* _Material for this exercise_
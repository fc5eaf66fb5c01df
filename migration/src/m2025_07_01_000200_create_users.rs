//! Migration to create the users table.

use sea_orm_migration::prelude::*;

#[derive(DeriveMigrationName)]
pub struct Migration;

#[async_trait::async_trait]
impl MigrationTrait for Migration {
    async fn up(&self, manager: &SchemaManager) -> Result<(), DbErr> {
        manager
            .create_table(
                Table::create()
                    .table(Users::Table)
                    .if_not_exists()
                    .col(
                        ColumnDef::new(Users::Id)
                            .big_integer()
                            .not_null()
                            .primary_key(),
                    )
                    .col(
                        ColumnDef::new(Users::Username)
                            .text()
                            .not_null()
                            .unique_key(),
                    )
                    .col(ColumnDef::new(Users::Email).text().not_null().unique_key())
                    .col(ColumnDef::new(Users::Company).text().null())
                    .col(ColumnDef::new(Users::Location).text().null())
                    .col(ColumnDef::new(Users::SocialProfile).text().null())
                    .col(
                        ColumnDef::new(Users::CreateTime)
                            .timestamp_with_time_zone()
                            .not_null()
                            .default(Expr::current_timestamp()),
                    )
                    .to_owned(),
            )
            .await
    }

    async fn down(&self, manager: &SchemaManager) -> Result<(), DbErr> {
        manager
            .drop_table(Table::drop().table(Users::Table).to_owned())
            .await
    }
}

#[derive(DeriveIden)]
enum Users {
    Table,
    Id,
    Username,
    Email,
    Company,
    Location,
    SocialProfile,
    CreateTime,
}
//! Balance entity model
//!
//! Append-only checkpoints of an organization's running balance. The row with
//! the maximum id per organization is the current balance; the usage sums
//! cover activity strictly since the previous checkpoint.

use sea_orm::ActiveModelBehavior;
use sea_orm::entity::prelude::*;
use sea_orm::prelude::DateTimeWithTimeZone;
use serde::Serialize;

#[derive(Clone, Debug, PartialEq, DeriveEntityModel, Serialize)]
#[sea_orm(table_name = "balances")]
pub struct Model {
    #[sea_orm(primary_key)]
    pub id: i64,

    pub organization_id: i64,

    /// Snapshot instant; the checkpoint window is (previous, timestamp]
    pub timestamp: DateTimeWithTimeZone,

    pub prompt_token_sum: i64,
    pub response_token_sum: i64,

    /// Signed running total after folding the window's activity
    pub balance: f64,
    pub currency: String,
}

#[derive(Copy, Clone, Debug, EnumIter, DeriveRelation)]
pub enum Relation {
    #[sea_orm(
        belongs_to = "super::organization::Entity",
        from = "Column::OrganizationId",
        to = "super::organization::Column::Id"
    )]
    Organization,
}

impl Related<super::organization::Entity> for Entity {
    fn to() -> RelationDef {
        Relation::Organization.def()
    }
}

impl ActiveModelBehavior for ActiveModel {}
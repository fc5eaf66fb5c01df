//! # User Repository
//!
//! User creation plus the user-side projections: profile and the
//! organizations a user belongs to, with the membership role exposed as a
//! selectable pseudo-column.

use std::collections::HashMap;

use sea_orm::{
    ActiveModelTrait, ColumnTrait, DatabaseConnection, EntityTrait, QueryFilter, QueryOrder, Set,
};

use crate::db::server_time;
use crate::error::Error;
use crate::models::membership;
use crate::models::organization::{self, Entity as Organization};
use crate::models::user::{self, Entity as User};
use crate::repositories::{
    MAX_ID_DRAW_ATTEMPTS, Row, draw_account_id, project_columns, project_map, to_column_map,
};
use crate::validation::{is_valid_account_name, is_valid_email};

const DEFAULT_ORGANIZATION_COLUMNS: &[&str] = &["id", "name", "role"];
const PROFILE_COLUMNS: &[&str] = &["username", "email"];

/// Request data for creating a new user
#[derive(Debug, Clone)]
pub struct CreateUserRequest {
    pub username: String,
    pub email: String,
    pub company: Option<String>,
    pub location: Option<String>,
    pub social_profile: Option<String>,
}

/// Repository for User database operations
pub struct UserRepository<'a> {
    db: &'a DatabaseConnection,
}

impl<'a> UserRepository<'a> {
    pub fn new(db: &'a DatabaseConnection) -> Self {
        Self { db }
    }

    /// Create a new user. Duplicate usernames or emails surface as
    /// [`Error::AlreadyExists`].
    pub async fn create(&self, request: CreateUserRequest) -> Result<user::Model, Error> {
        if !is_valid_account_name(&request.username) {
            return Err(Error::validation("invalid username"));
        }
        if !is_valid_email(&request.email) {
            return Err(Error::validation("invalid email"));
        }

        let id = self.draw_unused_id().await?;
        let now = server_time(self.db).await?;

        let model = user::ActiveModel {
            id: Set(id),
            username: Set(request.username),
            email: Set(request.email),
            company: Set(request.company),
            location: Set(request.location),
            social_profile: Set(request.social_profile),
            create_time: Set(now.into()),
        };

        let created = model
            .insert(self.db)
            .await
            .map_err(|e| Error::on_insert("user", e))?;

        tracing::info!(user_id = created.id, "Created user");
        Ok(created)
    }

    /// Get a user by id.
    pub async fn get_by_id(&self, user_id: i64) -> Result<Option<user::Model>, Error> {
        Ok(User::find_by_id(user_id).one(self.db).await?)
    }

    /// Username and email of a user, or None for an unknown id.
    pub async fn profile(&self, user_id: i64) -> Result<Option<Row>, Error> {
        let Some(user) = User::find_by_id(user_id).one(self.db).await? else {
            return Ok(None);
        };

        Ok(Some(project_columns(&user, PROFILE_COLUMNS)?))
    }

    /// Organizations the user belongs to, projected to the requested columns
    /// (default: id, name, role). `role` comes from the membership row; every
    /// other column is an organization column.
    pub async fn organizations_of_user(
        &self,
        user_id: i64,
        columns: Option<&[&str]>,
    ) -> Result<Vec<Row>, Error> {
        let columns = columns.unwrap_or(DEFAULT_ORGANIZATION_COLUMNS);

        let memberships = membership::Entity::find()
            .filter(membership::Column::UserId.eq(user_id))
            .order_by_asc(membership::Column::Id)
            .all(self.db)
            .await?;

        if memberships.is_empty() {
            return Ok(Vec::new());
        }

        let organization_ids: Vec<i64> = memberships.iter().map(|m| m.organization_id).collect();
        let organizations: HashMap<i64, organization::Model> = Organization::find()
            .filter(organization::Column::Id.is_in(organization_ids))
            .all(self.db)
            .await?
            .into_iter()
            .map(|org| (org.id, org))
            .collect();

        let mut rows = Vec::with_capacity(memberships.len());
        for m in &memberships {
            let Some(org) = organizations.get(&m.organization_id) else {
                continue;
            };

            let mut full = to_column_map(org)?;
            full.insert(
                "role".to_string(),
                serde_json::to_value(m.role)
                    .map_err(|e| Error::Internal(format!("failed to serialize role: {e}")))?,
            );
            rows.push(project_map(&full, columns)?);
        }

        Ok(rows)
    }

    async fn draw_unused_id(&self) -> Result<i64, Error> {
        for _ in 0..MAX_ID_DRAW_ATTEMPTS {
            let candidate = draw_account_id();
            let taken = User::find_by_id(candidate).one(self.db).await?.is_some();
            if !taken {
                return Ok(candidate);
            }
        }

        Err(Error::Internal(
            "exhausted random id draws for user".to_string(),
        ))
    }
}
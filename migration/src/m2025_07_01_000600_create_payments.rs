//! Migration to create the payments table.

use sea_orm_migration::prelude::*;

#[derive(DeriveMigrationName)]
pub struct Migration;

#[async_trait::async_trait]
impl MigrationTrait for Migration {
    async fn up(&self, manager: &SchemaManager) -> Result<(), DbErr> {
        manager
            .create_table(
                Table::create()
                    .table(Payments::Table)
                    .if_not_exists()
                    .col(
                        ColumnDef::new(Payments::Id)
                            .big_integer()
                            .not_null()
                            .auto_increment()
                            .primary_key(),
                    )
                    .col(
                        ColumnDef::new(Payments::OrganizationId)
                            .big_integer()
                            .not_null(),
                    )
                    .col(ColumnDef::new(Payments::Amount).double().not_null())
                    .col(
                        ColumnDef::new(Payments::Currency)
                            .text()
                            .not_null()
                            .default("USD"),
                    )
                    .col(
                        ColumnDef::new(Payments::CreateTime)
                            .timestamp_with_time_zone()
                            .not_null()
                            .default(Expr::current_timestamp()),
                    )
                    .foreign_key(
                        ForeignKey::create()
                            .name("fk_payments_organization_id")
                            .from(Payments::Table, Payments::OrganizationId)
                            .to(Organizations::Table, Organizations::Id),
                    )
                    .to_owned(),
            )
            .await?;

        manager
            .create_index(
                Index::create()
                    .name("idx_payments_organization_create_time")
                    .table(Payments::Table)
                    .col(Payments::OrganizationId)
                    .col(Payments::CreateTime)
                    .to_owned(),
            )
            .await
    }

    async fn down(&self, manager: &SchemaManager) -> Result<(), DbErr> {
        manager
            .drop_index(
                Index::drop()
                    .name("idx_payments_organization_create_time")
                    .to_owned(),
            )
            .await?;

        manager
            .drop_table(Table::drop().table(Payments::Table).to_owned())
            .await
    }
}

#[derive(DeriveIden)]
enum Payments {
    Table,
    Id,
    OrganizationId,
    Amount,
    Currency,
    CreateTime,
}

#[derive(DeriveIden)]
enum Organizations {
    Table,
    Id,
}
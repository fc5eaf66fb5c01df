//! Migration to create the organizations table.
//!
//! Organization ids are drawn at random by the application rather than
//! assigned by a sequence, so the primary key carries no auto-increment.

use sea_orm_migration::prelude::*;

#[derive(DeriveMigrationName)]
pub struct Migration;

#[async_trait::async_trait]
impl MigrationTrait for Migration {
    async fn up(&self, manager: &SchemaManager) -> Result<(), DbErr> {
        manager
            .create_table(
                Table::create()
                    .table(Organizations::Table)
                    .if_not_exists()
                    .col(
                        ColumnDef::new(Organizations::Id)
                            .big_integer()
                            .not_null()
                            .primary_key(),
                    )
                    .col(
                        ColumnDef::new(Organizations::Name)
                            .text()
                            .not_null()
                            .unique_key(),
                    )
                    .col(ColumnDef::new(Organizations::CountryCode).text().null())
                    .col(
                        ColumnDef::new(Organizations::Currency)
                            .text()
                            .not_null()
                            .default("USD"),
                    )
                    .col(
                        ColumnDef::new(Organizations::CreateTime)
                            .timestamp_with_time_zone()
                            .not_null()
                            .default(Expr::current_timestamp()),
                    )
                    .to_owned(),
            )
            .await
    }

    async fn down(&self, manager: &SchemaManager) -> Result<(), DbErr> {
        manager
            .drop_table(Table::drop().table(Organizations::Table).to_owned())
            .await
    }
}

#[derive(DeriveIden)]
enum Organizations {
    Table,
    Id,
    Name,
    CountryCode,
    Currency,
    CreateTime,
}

* _Task statement_
When a line in the material above contains the word "Internal", copy that line out.

* _Exercise output_
                    .map_err(|e| Error::Internal(format!("failed to serialize role: {e}")))?,
        Err(Error::Internal(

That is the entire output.